The mesh names are derived from the links in the URDF. panda_link0.uasset is a static mesh and the artist created it based on the following information stored in panda_hand.urdf:

<?xml version="1.0" ?>
<robot name="panda" xmlns:xacro="http://www.ros.org/wiki/xacro">
  <link name="panda_link0">
    <visual>
      <geometry>
        <mesh filename="package://franka_description/meshes/visual/link0.dae"/>
      </geometry>
    </visual>
    <collision>
      <geometry>
        <mesh filename="package://franka_description/meshes/collision/link0.stl"/>
      </geometry>
    </collision>
  </link>

The following is the panda_link0 mesh that was imported by an artist into the engine and stored in the {project_name}/Content/Meshes directory. The substitute mesh has impressive visual qualities that are very useful in demos and presentations.

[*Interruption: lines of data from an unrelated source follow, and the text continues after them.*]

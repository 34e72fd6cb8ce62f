use chrono::{DateTime, Utc};
use serde::{Deserialize, Serialize};

use crate::clock;

/// The wall-clock stamps carried by every group and entry.
///
/// `location_changed` tracks the last reparenting of the node and is
/// deliberately separate from `last_modification_time`: a move is not a
/// content edit, and replica reconciliation resolves the two independently.
#[derive(Clone, Copy, Debug, PartialEq, Eq, Serialize, Deserialize)]
pub struct TimeInfo {
    pub creation_time: DateTime<Utc>,
    pub last_modification_time: DateTime<Utc>,
    pub last_access_time: DateTime<Utc>,
    pub location_changed: DateTime<Utc>,
    /// `None` means the node never expires.
    pub expiry_time: Option<DateTime<Utc>>,
}

impl TimeInfo {
    /// All stamps set to the given instant, no expiry.
    pub fn at(t: DateTime<Utc>) -> Self {
        Self {
            creation_time: t,
            last_modification_time: t,
            last_access_time: t,
            location_changed: t,
            expiry_time: None,
        }
    }

    /// All stamps set to the current wall-clock time.
    pub fn now() -> Self {
        Self::at(clock::now())
    }

    /// Returns `true` if the node has expired at the given instant.
    pub fn is_expired_at(&self, now: DateTime<Utc>) -> bool {
        self.expiry_time.is_some_and(|t| t <= now)
    }

    /// Compare two `TimeInfo` values at the persisted (whole-second)
    /// resolution, optionally skipping `location_changed`.
    pub fn matches_serialized(&self, other: &Self, ignore_location: bool) -> bool {
        clock::eq_serialized(self.creation_time, other.creation_time)
            && clock::eq_serialized(self.last_modification_time, other.last_modification_time)
            && clock::eq_serialized(self.last_access_time, other.last_access_time)
            && (ignore_location
                || clock::eq_serialized(self.location_changed, other.location_changed))
            && match (self.expiry_time, other.expiry_time) {
                (None, None) => true,
                (Some(a), Some(b)) => clock::eq_serialized(a, b),
                _ => false,
            }
    }
}

impl Default for TimeInfo {
    fn default() -> Self {
        Self::now()
    }
}
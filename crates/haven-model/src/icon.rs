use serde::{Deserialize, Serialize};
use uuid::Uuid;

/// The icon shown for a group or entry.
///
/// Builtin icons are numbered; custom icons live in the database
/// [`Metadata`](crate::Metadata) and are referenced by UUID.
#[derive(Clone, Copy, Debug, PartialEq, Eq, Serialize, Deserialize)]
pub enum Icon {
    Number(u32),
    Custom(Uuid),
}

impl Default for Icon {
    fn default() -> Self {
        Self::Number(0)
    }
}

#[cfg(test)]
mod tests {
    use super::*;

    #[test]
    fn default_is_first_builtin() {
        assert_eq!(Icon::default(), Icon::Number(0));
    }

    #[test]
    fn serde_roundtrip() {
        let icon = Icon::Custom(Uuid::new_v4());
        let json = serde_json::to_string(&icon).unwrap();
        let parsed: Icon = serde_json::from_str(&json).unwrap();
        assert_eq!(icon, parsed);
    }
}
use thiserror::Error;
use uuid::Uuid;

use haven_model::ModelError;

/// Errors produced by the merge engine.
#[derive(Debug, Error, PartialEq, Eq)]
pub enum MergeError {
    /// A group UUID passed to the constructor does not exist in its
    /// database.
    #[error("group {0} does not exist in the given database")]
    UnknownGroup(Uuid),

    /// A tree mutation on the target failed mid-merge.
    #[error(transparent)]
    Model(#[from] ModelError),
}

pub type MergeResult<T> = Result<T, MergeError>;
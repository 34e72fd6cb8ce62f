//! Structural merge engine for Haven vaults.
//!
//! Reconciles a *source* database into a *target* database in a single
//! pass of three sequential phases: the structural tree walk (create,
//! move, overwrite), tombstone-driven deletion reconciliation, and the
//! metadata merge. Every mutation is reported as a [`Change`] so the
//! caller can audit or present the outcome.
//!
//! There is no common ancestor: the engine decides pairwise, using
//! second-precision timestamps and recorded tombstones as surrogates for
//! causality. The phase order is load-bearing; the structural walk may
//! re-create a node whose tombstone exists on the other side, and
//! deletion reconciliation then decides whether the re-creation stands.
//!
//! # Example
//!
//! ```
//! use haven_merge::Merger;
//! use haven_model::Database;
//!
//! let source = Database::new();
//! let mut target = Database::new();
//! let changes = Merger::new(&source, &mut target).merge().unwrap();
//! assert!(changes.is_empty());
//! ```

pub mod change;
mod deletions;
pub mod error;
mod history;
mod metadata;
pub mod merger;

pub use change::{Change, ChangeList, ChangeType};
pub use error::{MergeError, MergeResult};
pub use merger::Merger;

To substitute a mesh, save a static mesh as: {project_name}/Content/Meshes/{link_name.uasset} where the project_name is the subdirectory where the URDF project is stored (ie, the root of the project) and the link_name is the link you wish to substitute with a custom static mesh.

The RobotMesh.umap file contains the current mesh substitution components with a side-by-side comparison of the default render vs the custom components. The goal is to keep this file up to date when new components are available.

Custom Materials

As with custom meshes, it is possible to replace individual materials or supply a global material for the robot.

To create a global material, save a material in the Content/URDF/{project}/Material folder using the URDF name as the name of the material. For example, to create a material for carter.urdf, create a material called carter and save it as carter/Content/Materials/carter.usasset.

When the robot is spawned, all links use the new material you have defined.

To override the material per link, create a material using the name of the link in the same location as the global material. For example: {project_name}/Content/Materials/{link_name.usasset} where the project_name is the subdirectory where the URDF project is stored and the link_name is the link you wish to apply the custom material.

Test Maps

Each Robot contains a test map in the RobotBuilder/RobotTest subdirectory. The tests are used as examples of working robots as well as a means to experiment with the robot’s properties. In addition to the robot, you will see sliders in the upper left of the display to manipulate the joint drives.

../../_images/RB_RobotTest.png

The testing maps vary slightly depending on the type of robot. Mobile bases should move through the world when the forces set by the sliders are adjusted while the manipulators are typically anchored and associated joints actuate according to the forces applied. RobotBuilder also supports composite robots which are essentially manipulators mounted on mobile bases.

Tuning Parameters

To observe the default behavior of the robots, it is sufficient to run the associated map. The default is a stable robot. To tune parameters or manipulated the robot, you can open the level blueprint to edit.

Joint Monkey

You can enable Joint Monkey testing to drive both types of robots. For mobile bases, the robot should move or rotate in place. For manipulators, each joint should rotate through the upper and lower bounds of its range.

Alternatively, you can use the RobotUI to enable the Joint Monkey without modifying the level blueprint.